On Thursday, March 12, 2020 Governor Ralph Northam declared a state of emergency for the Commonwealth due to COVID-19. Although would love to be able to invite our guests to visit Surry, Virginia at this time, we know how necessary it is to stay in place - for the health of our loved ones and our nation.

During this time of uncertainty, we encourage you to delay the plans you may have made to visit Surry - opting instead to visit in the late spring, summer or fall. Our businesses and attractions are planning to offer you the warmest welcome once normal activity returns!

Although many of our businesses and attractions are closed to the public at this time, you can still get out for some fresh, country air by visiting the some of our outdoor spaces; and you may still support local business by taking advantage of take-out and curbside service:

Chippokes Plantation State Park - park and trails, Farm and Forestry Museum are open; please deposit $7 entrance fee per vehicle at the gate; please be mindful of social distancing recommendations
Bacon's Castle and Smith's Fort - grounds are open; please be mindful of social distancing recommendations
Hampton Roads Winery - providing "old-fashioned car-hop service; just without the roller skates."
Farmer Joe's Greenhouse & Florist - curbside service available (please call ahead); vegetable plants, onions and potatoes for planting; fresh tomatoes and eggs available for purchase; please be mindful of social distancing recommendations

When normal activity resumes we hope you will plan a visit to Surry, Virginia. Come, "Savor the Secrets of Surry" - which one of our secrets will become your new passion?

Pat Bernshausen, DMO
Tourism Coordinator
(757) 294-0644

Important Announcement

After careful consideration of all the facts and the Governor's directives, Surry County has made the decision to temporarily close our Visitors Center. The ultimate goal, of course, is to keep our visitors and staff healthy, reduce the opportunity for contamination, and decrease the chances of exposure. For the well-being of all, we feel that this decision is the most responsible option.

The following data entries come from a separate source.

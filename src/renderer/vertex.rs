use bytemuck::{Pod, Zeroable};
use std::mem;

use super::backend::VertexLayout;

/// Full-screen quad vertex in clip space.
#[repr(C)]
#[derive(Clone, Copy, Pod, Zeroable, Debug, PartialEq)]
pub struct ScreenVertex {
    pub pos: [f32; 2],
}

impl ScreenVertex {
    pub const ATTRS: [wgpu::VertexAttribute; 1] = wgpu::vertex_attr_array![0 => Float32x2];

    /// Two triangles covering the whole viewport.
    pub const QUAD: [ScreenVertex; 6] = [
        ScreenVertex { pos: [-1.0, -1.0] },
        ScreenVertex { pos: [-1.0, 1.0] },
        ScreenVertex { pos: [1.0, 1.0] },
        ScreenVertex { pos: [-1.0, -1.0] },
        ScreenVertex { pos: [1.0, 1.0] },
        ScreenVertex { pos: [1.0, -1.0] },
    ];

    pub fn layout<'a>() -> wgpu::VertexBufferLayout<'a> {
        wgpu::VertexBufferLayout {
            array_stride: mem::size_of::<ScreenVertex>() as wgpu::BufferAddress,
            step_mode: wgpu::VertexStepMode::Vertex,
            attributes: &Self::ATTRS,
        }
    }
}

/// Sprite, point and line vertex used by the CPU-side batches.
#[repr(C)]
#[derive(Clone, Copy, Pod, Zeroable, Debug, PartialEq)]
pub struct BatchVertex {
    pub pos: [f32; 3],
    pub uv: [f32; 2],
    pub color: [f32; 4],
}

impl BatchVertex {
    pub const ATTRS: [wgpu::VertexAttribute; 3] = wgpu::vertex_attr_array![
        0 => Float32x3,
        1 => Float32x2,
        2 => Float32x4
    ];

    pub fn layout<'a>() -> wgpu::VertexBufferLayout<'a> {
        wgpu::VertexBufferLayout {
            array_stride: mem::size_of::<BatchVertex>() as wgpu::BufferAddress,
            step_mode: wgpu::VertexStepMode::Vertex,
            attributes: &Self::ATTRS,
        }
    }
}

/// Chunk and model vertex. `color.rgb` carries baked block light and
/// `color.a` sun light.
#[repr(C)]
#[derive(Clone, Copy, Pod, Zeroable, Debug, PartialEq)]
pub struct WorldVertex {
    pub pos: [f32; 3],
    pub uv: [f32; 2],
    pub color: [f32; 4],
    pub normal: [f32; 3],
}

impl WorldVertex {
    pub const ATTRS: [wgpu::VertexAttribute; 4] = wgpu::vertex_attr_array![
        0 => Float32x3,
        1 => Float32x2,
        2 => Float32x4,
        3 => Float32x3
    ];

    pub fn layout<'a>() -> wgpu::VertexBufferLayout<'a> {
        wgpu::VertexBufferLayout {
            array_stride: mem::size_of::<WorldVertex>() as wgpu::BufferAddress,
            step_mode: wgpu::VertexStepMode::Vertex,
            attributes: &Self::ATTRS,
        }
    }
}

#[inline]
pub fn wv(pos: [f32; 3], uv: [f32; 2], color: [f32; 4], normal: [f32; 3]) -> WorldVertex {
    WorldVertex {
        pos,
        uv,
        color,
        normal,
    }
}

impl VertexLayout {
    pub fn stride(self) -> usize {
        match self {
            VertexLayout::Screen => mem::size_of::<ScreenVertex>(),
            VertexLayout::Batch => mem::size_of::<BatchVertex>(),
            VertexLayout::World => mem::size_of::<WorldVertex>(),
        }
    }

    pub fn buffer_layout<'a>(self) -> wgpu::VertexBufferLayout<'a> {
        match self {
            VertexLayout::Screen => ScreenVertex::layout(),
            VertexLayout::Batch => BatchVertex::layout(),
            VertexLayout::World => WorldVertex::layout(),
        }
    }
}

Additionally, most of the tourism attractions in Surry County have reached similar conclusions, and have announced temporary closures and cancellation of indoor activities and programming. Ferry service to and from Surry via the Jamestown-Scotland Ferry is limited to hourly service, and guests are requested to remain in their vehicles.
Guests are advised to call ahead to businesses and attractions before making the trip to Surry. Additional information may be obtained from the Surry County Tourism Coordinator, Pat Bernshausen, by calling (757) 294-0644.

Thank you! Stay safe & stay well.



 

Welcome to the...
Surry Side!

Beginning in 1607, Jamestown settlers affectionately called the opposite shore of the James River the "Surrey Side" to honor their homeland.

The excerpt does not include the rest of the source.